Not so fast, to a cyber-criminal it is the volume that is of interest. The email addresses themselves are enough to work with. Suppose just 0.1% of those 500 million users have used one of the 50 most common passwords. Test each one of them to find the targets, and bingo, you have 500,000 compromisable accounts. (Yahoo, just allowed Quocirca 20 attempts at logging in to an account, no questions asked.)
In fact, the potential passwords could be tested against any online resource that allows an email address to be used as a username. How about an e-ticketing site, potentially much more useful than a Yahoo email account alone?
Testing passwords against email addresses has been termed ‘credential cracking’ in a new handbook from OWASP (the Open Web Application Security Project). The handbook lists 20 automated threats, that is, repetitive online activities carried out by software robots (bots); bots that are up to no good have been coined bad-bots. It gets worse, when it comes to taking over accounts, OWASP lists a second threat – ‘credential stuffing’.
Suppose 1% of the 500,000 compromisable Yahoo accounts belong to users that use the same password everywhere. That gives 5,000 username/password pairs that could get a criminal into all sorts of accounts. 5,000 is a lot, but remember it is only 0.001% of the total stolen. If someone told you that 0.001% of all people were this careless about online security you would probably think it was a gross underestimate.
Credential stuffing involves using a bad-bot to run verified credentials from one online resource against another and finding matches. Easily doable for a bot. This is a real issue with leaks like the Yahoo one and others such as Ashley Madison and Talk Talk; given a long list of user details bots can be used to try plugging gaps and see what works. A cyber-criminal may not be interested in your infidelity as a member of Ashley Madison (a website for adulterers), but they will be interested if you use the same credentials for your bank account.
For end users protection is quite easy in many cases. Use a unique complex password for important accounts, and where there is an option, as there is with Yahoo, switch on strong authentication. For the providers of online resources, it is not just the threat of criminals transacting via compromised accounts, it is the volume activity of bots, which can lead to performance degradation of online services.

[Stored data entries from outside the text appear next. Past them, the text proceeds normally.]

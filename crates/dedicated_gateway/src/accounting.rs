// Copyright (c) Microsoft Corporation.
// Licensed under the MIT License.

//! Request charge accounting.

use std::fmt;

use gateway_store::RequestCharge;
use parking_lot::Mutex;

use crate::OperationKind;

/// Where a dispatched operation was served from.
#[derive(Clone, Copy, Debug, PartialEq, Eq, Hash)]
pub enum ServedFrom {
    /// The integrated cache answered.
    Cache,
    /// The backing store answered.
    Store,
}

impl ServedFrom {
    /// Returns a stable name for this source.
    #[must_use]
    pub fn as_str(self) -> &'static str {
        match self {
            Self::Cache => "cache",
            Self::Store => "store",
        }
    }
}

impl fmt::Display for ServedFrom {
    fn fmt(&self, f: &mut fmt::Formatter<'_>) -> fmt::Result {
        f.write_str(self.as_str())
    }
}

/// The charge of one completed dispatch.
#[derive(Clone, Copy, Debug, PartialEq)]
pub struct ChargeRecord {
    kind: OperationKind,
    units: RequestCharge,
    served_from: ServedFrom,
}

impl ChargeRecord {
    /// Creates a record.
    #[must_use]
    pub fn new(kind: OperationKind, units: RequestCharge, served_from: ServedFrom) -> Self {
        Self { kind, units, served_from }
    }

    /// Returns the kind of the dispatched operation.
    #[must_use]
    pub fn kind(&self) -> OperationKind {
        self.kind
    }

    /// Returns the charged units.
    #[must_use]
    pub fn units(&self) -> RequestCharge {
        self.units
    }

    /// Returns where the operation was served from.
    #[must_use]
    pub fn served_from(&self) -> ServedFrom {
        self.served_from
    }
}

impl fmt::Display for ChargeRecord {
    fn fmt(&self, f: &mut fmt::Formatter<'_>) -> fmt::Result {
        write!(f, "{} {} ({})", self.kind, self.units, self.served_from)
    }
}

/// A position in the accounting log, see [`CostAccounting::mark`].
#[derive(Clone, Copy, Debug, PartialEq, Eq, PartialOrd, Ord)]
pub struct AccountingMark(usize);

/// Aggregated view over the accounting log.
#[derive(Clone, Copy, Debug, Default, PartialEq)]
pub struct AccountingSummary {
    /// Number of recorded dispatches.
    pub operations: usize,
    /// Dispatches served from the cache.
    pub served_from_cache: usize,
    /// Dispatches served from the backing store.
    pub served_from_store: usize,
    /// Sum of all charges.
    pub total: RequestCharge,
}

/// An append-only log of [`ChargeRecord`]s.
///
/// # Examples
///
/// ```
/// use dedicated_gateway::{ChargeRecord, CostAccounting, OperationKind, ServedFrom};
/// use gateway_store::RequestCharge;
///
/// let accounting = CostAccounting::new();
/// accounting.record(ChargeRecord::new(OperationKind::Create, RequestCharge::new(6.0), ServedFrom::Store));
///
/// let mark = accounting.mark();
/// accounting.record(ChargeRecord::new(OperationKind::PointRead, RequestCharge::ZERO, ServedFrom::Cache));
///
/// assert_eq!(accounting.total(), RequestCharge::new(6.0));
/// assert_eq!(accounting.total_since(mark), RequestCharge::ZERO);
/// ```
#[derive(Debug, Default)]
pub struct CostAccounting {
    records: Mutex<Vec<ChargeRecord>>,
}

impl CostAccounting {
    /// Creates an empty log.
    #[must_use]
    pub fn new() -> Self {
        Self::default()
    }

    /// Appends a record.
    pub fn record(&self, record: ChargeRecord) {
        self.records.lock().push(record);
    }

    /// Returns a copy of all records in dispatch order.
    #[must_use]
    pub fn records(&self) -> Vec<ChargeRecord> {
        self.records.lock().clone()
    }

    /// Returns the number of records.
    #[must_use]
    pub fn len(&self) -> usize {
        self.records.lock().len()
    }

    /// Returns `true` if nothing was recorded.
    #[must_use]
    pub fn is_empty(&self) -> bool {
        self.records.lock().is_empty()
    }

    /// Returns the sum of all recorded charges.
    #[must_use]
    pub fn total(&self) -> RequestCharge {
        Self::total_for(&self.records.lock())
    }

    /// Returns the sum of the given records' charges.
    #[must_use]
    pub fn total_for(records: &[ChargeRecord]) -> RequestCharge {
        records.iter().map(ChargeRecord::units).sum()
    }

    /// Returns a mark at the current end of the log.
    #[must_use]
    pub fn mark(&self) -> AccountingMark {
        AccountingMark(self.len())
    }

    /// Returns the records appended after `mark`.
    #[must_use]
    pub fn records_since(&self, mark: AccountingMark) -> Vec<ChargeRecord> {
        self.records.lock().get(mark.0..).map(<[_]>::to_vec).unwrap_or_default()
    }

    /// Returns the sum of the charges appended after `mark`.
    #[must_use]
    pub fn total_since(&self, mark: AccountingMark) -> RequestCharge {
        self.records
            .lock()
            .get(mark.0..)
            .map_or(RequestCharge::ZERO, Self::total_for)
    }

    /// Summarizes the whole log.
    #[must_use]
    pub fn summary(&self) -> AccountingSummary {
        self.records
            .lock()
            .iter()
            .fold(AccountingSummary::default(), |mut summary, record| {
                summary.operations += 1;
                summary.total += record.units();
                match record.served_from() {
                    ServedFrom::Cache => summary.served_from_cache += 1,
                    ServedFrom::Store => summary.served_from_store += 1,
                }
                summary
            })
    }
}

#[cfg(test)]
mod tests {
    use super::*;

    fn record(kind: OperationKind, units: f64, served_from: ServedFrom) -> ChargeRecord {
        ChargeRecord::new(kind, RequestCharge::new(units), served_from)
    }

    #[test]
    fn empty_log() {
        let accounting = CostAccounting::new();

        assert!(accounting.is_empty());
        assert_eq!(accounting.total(), RequestCharge::ZERO);
        assert_eq!(accounting.summary(), AccountingSummary::default());
    }

    #[test]
    fn records_keep_dispatch_order() {
        let accounting = CostAccounting::new();
        accounting.record(record(OperationKind::Create, 6.0, ServedFrom::Store));
        accounting.record(record(OperationKind::PointRead, 1.0, ServedFrom::Store));

        let kinds: Vec<_> = accounting.records().iter().map(ChargeRecord::kind).collect();
        assert_eq!(kinds, [OperationKind::Create, OperationKind::PointRead]);
        assert_eq!(accounting.total(), RequestCharge::new(7.0));
    }

    #[test]
    fn marks_delimit_batches() {
        let accounting = CostAccounting::new();
        accounting.record(record(OperationKind::Create, 6.0, ServedFrom::Store));
        let mark = accounting.mark();
        accounting.record(record(OperationKind::Query, 3.5, ServedFrom::Store));
        accounting.record(record(OperationKind::Query, 0.0, ServedFrom::Cache));

        assert_eq!(accounting.records_since(mark).len(), 2);
        assert_eq!(accounting.total_since(mark), RequestCharge::new(3.5));
        assert_eq!(accounting.total_since(accounting.mark()), RequestCharge::ZERO);
    }

    #[test]
    fn summary_counts_sources() {
        let accounting = CostAccounting::new();
        accounting.record(record(OperationKind::PointRead, 1.0, ServedFrom::Store));
        accounting.record(record(OperationKind::PointRead, 0.0, ServedFrom::Cache));
        accounting.record(record(OperationKind::PointRead, 0.0, ServedFrom::Cache));

        let summary = accounting.summary();
        assert_eq!(summary.operations, 3);
        assert_eq!(summary.served_from_cache, 2);
        assert_eq!(summary.served_from_store, 1);
        assert_eq!(summary.total, RequestCharge::new(1.0));
    }

    #[test]
    fn total_for_sums_a_slice() {
        let records = [
            record(OperationKind::ReadMany, 2.0, ServedFrom::Store),
            record(OperationKind::ReadMany, 0.5, ServedFrom::Cache),
        ];
        assert_eq!(CostAccounting::total_for(&records), RequestCharge::new(2.5));
    }

    #[test]
    fn record_display() {
        let record = record(OperationKind::PointRead, 1.0, ServedFrom::Store);
        assert_eq!(record.to_string(), "point_read 1.00 RU (store)");
    }
}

There are a number of ways that automated threats can be mitigated. Research by The Aberdeen Group suggests that 46% of all online activity is carried out by bots. Some, such as Google’s web crawlers are necessary and wanted, but many others including credential cracking and stuffing bots are not. There is a growing number of vendors providing technology to differentiate bots from human users and good-bots from bad-bots; they put in place policies about what bots are allowed and not allowed to do. These include Distil Networks, Akamai, Imperva’s Incapsula and Shape Security.